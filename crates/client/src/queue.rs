//! Bounded-concurrency job queue for part transfers.

use crate::error::{ClientError, ClientResult};
use std::future::Future;
use std::sync::Arc;
use std::sync::atomic::{AtomicBool, Ordering};
use tokio::sync::Semaphore;
use tokio_util::task::TaskTracker;

/// Runs queued jobs with at most `concurrency` in flight.
///
/// Jobs are spawned when pushed and wait for a permit inside their task, so
/// `push` never blocks the caller.
#[derive(Clone)]
pub struct JobQueue {
    permits: Arc<Semaphore>,
    tracker: TaskTracker,
    closed: Arc<AtomicBool>,
}

impl JobQueue {
    pub fn new(concurrency: usize) -> Self {
        Self {
            permits: Arc::new(Semaphore::new(concurrency.max(1))),
            tracker: TaskTracker::new(),
            closed: Arc::new(AtomicBool::new(false)),
        }
    }

    pub fn push<F>(&self, job: F) -> ClientResult<()>
    where
        F: Future<Output = ()> + Send + 'static,
    {
        if self.closed.load(Ordering::Acquire) {
            return Err(ClientError::Session("job queue closed".to_string()));
        }
        let permits = self.permits.clone();
        self.tracker.spawn(async move {
            let Ok(_permit) = permits.acquire_owned().await else {
                return;
            };
            job.await;
        });
        Ok(())
    }

    /// Jobs queued or running.
    pub fn len(&self) -> usize {
        self.tracker.len()
    }

    pub fn is_empty(&self) -> bool {
        self.tracker.is_empty()
    }

    /// Refuse further jobs.
    pub fn close(&self) {
        self.closed.store(true, Ordering::Release);
        self.tracker.close();
    }

    /// Close and wait for every queued job to finish.
    pub async fn drain(&self) {
        self.close();
        self.tracker.wait().await;
    }
}

#[cfg(test)]
mod tests {
    use super::*;
    use std::sync::atomic::AtomicUsize;
    use std::time::Duration;

    #[tokio::test]
    async fn test_concurrency_is_bounded() {
        let queue = JobQueue::new(2);
        let running = Arc::new(AtomicUsize::new(0));
        let peak = Arc::new(AtomicUsize::new(0));
        for _ in 0..8 {
            let running = running.clone();
            let peak = peak.clone();
            queue
                .push(async move {
                    let now = running.fetch_add(1, Ordering::SeqCst) + 1;
                    peak.fetch_max(now, Ordering::SeqCst);
                    tokio::time::sleep(Duration::from_millis(10)).await;
                    running.fetch_sub(1, Ordering::SeqCst);
                })
                .unwrap();
        }
        queue.drain().await;
        assert!(peak.load(Ordering::SeqCst) <= 2);
        assert_eq!(running.load(Ordering::SeqCst), 0);
    }

    #[tokio::test]
    async fn test_push_after_close_fails() {
        let queue = JobQueue::new(1);
        queue.close();
        assert!(queue.push(async {}).is_err());
    }
}
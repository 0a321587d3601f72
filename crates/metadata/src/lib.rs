//! Durable part ledger for ferry.
//!
//! This crate provides the data model the coordinators agree on:
//! - Files keyed by scope name and path, with write-once size and checksum
//! - Parts keyed by MD5 and byte range, completed at most once
//! - Storage provider accounts
//!
//! Every mutating operation runs in a single database transaction; the store
//! is the only arbiter of part admission.

pub mod error;
pub mod models;
pub mod postgres;
pub mod repos;
pub mod store;

pub use error::{MetadataError, MetadataResult};
pub use models::{FileRow, NewPart, NewStorageProvider, PartRow, StorageProviderRow};
pub use postgres::PostgresStore;
pub use repos::{FileRepo, PartRepo, StorageProviderRepo};
pub use store::{MetadataStore, SqliteStore};

use ferry_core::config::MetadataConfig;
use std::sync::Arc;

/// Connect to the store described by `config`. The schema is not created;
/// run [`MetadataStore::migrate`] for that.
pub async fn from_config(config: &MetadataConfig) -> MetadataResult<Arc<dyn MetadataStore>> {
    config.validate().map_err(MetadataError::Config)?;
    match config {
        MetadataConfig::Sqlite { path } => {
            tracing::info!(path = %path.display(), "opening sqlite ledger");
            let store = SqliteStore::connect(path).await?;
            Ok(Arc::new(store) as Arc<dyn MetadataStore>)
        }
        MetadataConfig::Postgres {
            url,
            max_connections,
        } => {
            tracing::info!(max_connections, "connecting to postgres ledger");
            let store = PostgresStore::connect(url, *max_connections).await?;
            Ok(Arc::new(store) as Arc<dyn MetadataStore>)
        }
    }
}
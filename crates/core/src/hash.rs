//! Digest helpers shared by the server and the transfer clients.
//!
//! Parts are identified by the MD5 of their bytes, which is also what
//! S3-compatible storage reports as the ETag of a single-request PUT.
//! Whole files are verified with SHA-256.

use crate::error::{Error, Result};
use md5::Md5;
use sha2::{Digest, Sha256};

/// Incremental MD5 of a part's bytes.
#[derive(Clone, Default)]
pub struct PartHasher(Md5);

impl PartHasher {
    pub fn new() -> Self {
        Self(Md5::new())
    }

    pub fn update(&mut self, data: &[u8]) {
        self.0.update(data);
    }

    /// Lowercase hex digest.
    pub fn finalize_hex(self) -> String {
        hex::encode(self.0.finalize())
    }
}

/// Incremental SHA-256 of a whole file.
#[derive(Clone, Default)]
pub struct FileHasher(Sha256);

impl FileHasher {
    pub fn new() -> Self {
        Self(Sha256::new())
    }

    pub fn update(&mut self, data: &[u8]) {
        self.0.update(data);
    }

    /// Lowercase hex digest.
    pub fn finalize_hex(self) -> String {
        hex::encode(self.0.finalize())
    }
}

/// MD5 of `data` as lowercase hex.
pub fn md5_hex(data: &[u8]) -> String {
    hex::encode(Md5::digest(data))
}

/// SHA-256 of `data` as lowercase hex.
pub fn sha256_hex(data: &[u8]) -> String {
    hex::encode(Sha256::digest(data))
}

/// Strip the quotes storage services put around ETags and lowercase the rest.
pub fn normalize_etag(etag: &str) -> String {
    etag.trim()
        .trim_start_matches("W/")
        .trim_matches('"')
        .to_ascii_lowercase()
}

/// Validate a hex digest of `len` bytes and return it lowercased.
pub fn validate_hex_digest(s: &str, len: usize) -> Result<String> {
    if s.len() != len * 2 {
        return Err(Error::InvalidHash(format!(
            "expected {} hex chars, got {}",
            len * 2,
            s.len()
        )));
    }
    if !s.bytes().all(|b| b.is_ascii_hexdigit()) {
        return Err(Error::InvalidHash(format!("not a hex digest: {s}")));
    }
    Ok(s.to_ascii_lowercase())
}

#[cfg(test)]
mod tests {
    use super::*;

    #[test]
    fn test_known_digests() {
        assert_eq!(md5_hex(b""), "d41d8cd98f00b204e9800998ecf8427e");
        assert_eq!(
            sha256_hex(b"abc"),
            "ba7816bf8f01cfea414140de5dae2223b00361a396177a9cb410ff61f20015ad"
        );
    }

    #[test]
    fn test_incremental_matches_oneshot() {
        let mut hasher = PartHasher::new();
        hasher.update(b"hello ");
        hasher.update(b"world");
        assert_eq!(hasher.finalize_hex(), md5_hex(b"hello world"));

        let mut hasher = FileHasher::new();
        hasher.update(b"hello ");
        hasher.update(b"world");
        assert_eq!(hasher.finalize_hex(), sha256_hex(b"hello world"));
    }

    #[test]
    fn test_normalize_etag() {
        assert_eq!(
            normalize_etag("\"D41D8CD98F00B204E9800998ECF8427E\""),
            "d41d8cd98f00b204e9800998ecf8427e"
        );
        assert_eq!(normalize_etag("W/\"abc\""), "abc");
        assert_eq!(normalize_etag("abc"), "abc");
    }

    #[test]
    fn test_validate_hex_digest() {
        assert_eq!(validate_hex_digest("ABCDEF", 3).unwrap(), "abcdef");
        assert!(validate_hex_digest("abcde", 3).is_err());
        assert!(validate_hex_digest("abcdeg", 3).is_err());
    }
}
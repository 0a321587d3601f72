//! Ledger and storage fixtures.

use ferry_core::hash::md5_hex;
use ferry_core::{Range, StorageProvider, UploadRequest, part_key};
use ferry_metadata::{
    MetadataStore, NewPart, NewStorageProvider, PartRepo, SqliteStore, StorageProviderRepo,
};
use ferry_server::StorageFactory;
use ferry_storage::{MemoryStorage, Storage, StorageError, StorageResult, bucket_name};
use std::collections::HashMap;
use std::sync::{Arc, Mutex};
use tempfile::TempDir;

#[allow(dead_code)]
pub const SCOPE: &str = "alice";
#[allow(dead_code)]
pub const PROVIDER_ID: &str = "p1";
#[allow(dead_code)]
pub const ACCESS_KEY_ID: &str = "AKID1";

/// Hands out pre-registered in-memory storages by provider id.
#[derive(Default)]
#[allow(dead_code)]
pub struct MemoryFactory {
    storages: Mutex<HashMap<String, MemoryStorage>>,
}

#[allow(dead_code)]
impl MemoryFactory {
    pub fn register(&self, provider_id: &str, storage: MemoryStorage) {
        self.storages
            .lock()
            .unwrap()
            .insert(provider_id.to_string(), storage);
    }
}

impl StorageFactory for MemoryFactory {
    fn storage(&self, provider: &StorageProvider) -> StorageResult<Arc<dyn Storage>> {
        self.storages
            .lock()
            .unwrap()
            .get(&provider.id)
            .cloned()
            .map(|s| Arc::new(s) as Arc<dyn Storage>)
            .ok_or_else(|| StorageError::Config(format!("no storage for {}", provider.id)))
    }
}

#[allow(dead_code)]
pub fn new_provider(id: &str, access_key_id: &str) -> NewStorageProvider {
    NewStorageProvider {
        id: id.to_string(),
        endpoint: "storage.test".to_string(),
        region: "us-east-1".to_string(),
        access_key_id: access_key_id.to_string(),
        secret_access_key: "secret".to_string(),
        bucket_location_constraint: None,
        download_url_template: None,
    }
}

/// A migrated SQLite store in a temporary directory, with provider `p1`.
#[allow(dead_code)]
pub async fn test_store() -> (Arc<dyn MetadataStore>, TempDir) {
    let temp_dir = tempfile::tempdir().expect("Failed to create temp directory");
    let store = SqliteStore::connect_and_migrate(temp_dir.path().join("ledger.db"))
        .await
        .expect("Failed to create metadata store");
    store
        .add_storage_provider(&new_provider(PROVIDER_ID, ACCESS_KEY_ID))
        .await
        .expect("Failed to add provider");
    (Arc::new(store), temp_dir)
}

#[allow(dead_code)]
pub fn scope_bucket() -> String {
    bucket_name(SCOPE, ACCESS_KEY_ID)
}

#[allow(dead_code)]
pub fn upload_request(path: &str, data: &[u8], offset: u64, file_size: u64) -> UploadRequest {
    UploadRequest {
        path: path.to_string(),
        range: Range::from_offset(offset, data.len() as u64).unwrap(),
        checksum_md5: md5_hex(data),
        size: file_size,
    }
}

/// Announce `data` as the part at `offset` and put it into `storage` under
/// its part key. Returns the range.
#[allow(dead_code)]
pub async fn stored_part(
    metadata: &Arc<dyn MetadataStore>,
    storage: &MemoryStorage,
    path: &str,
    data: &[u8],
    offset: u64,
    file_size: u64,
) -> Range {
    let range = Range::from_offset(offset, data.len() as u64).unwrap();
    let part = NewPart {
        range,
        checksum_md5: md5_hex(data),
        size: file_size,
    };
    metadata.add_part(SCOPE, path, &part).await.unwrap();
    storage
        .put_object(&scope_bucket(), &part_key(path, &range), data)
        .unwrap();
    range
}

What the task asks ▸
Working from the material above, retype exactly the lines from the one with "running.fetch_sub(1, Ordering::SeqCst);" through the one with "filename crates/metadata/src/lib.rs", both included, and only those lines.

Exercise output ▸
                    running.fetch_sub(1, Ordering::SeqCst);
                })
                .unwrap();
        }
        queue.drain().await;
        assert!(peak.load(Ordering::SeqCst) <= 2);
        assert_eq!(running.load(Ordering::SeqCst), 0);
    }

    #[tokio::test]
    async fn test_push_after_close_fails() {
        let queue = JobQueue::new(1);
        queue.close();
        assert!(queue.push(async {}).is_err());
    }
}
repository 0a321587d3601f72
filename crates/metadata/src/lib.rs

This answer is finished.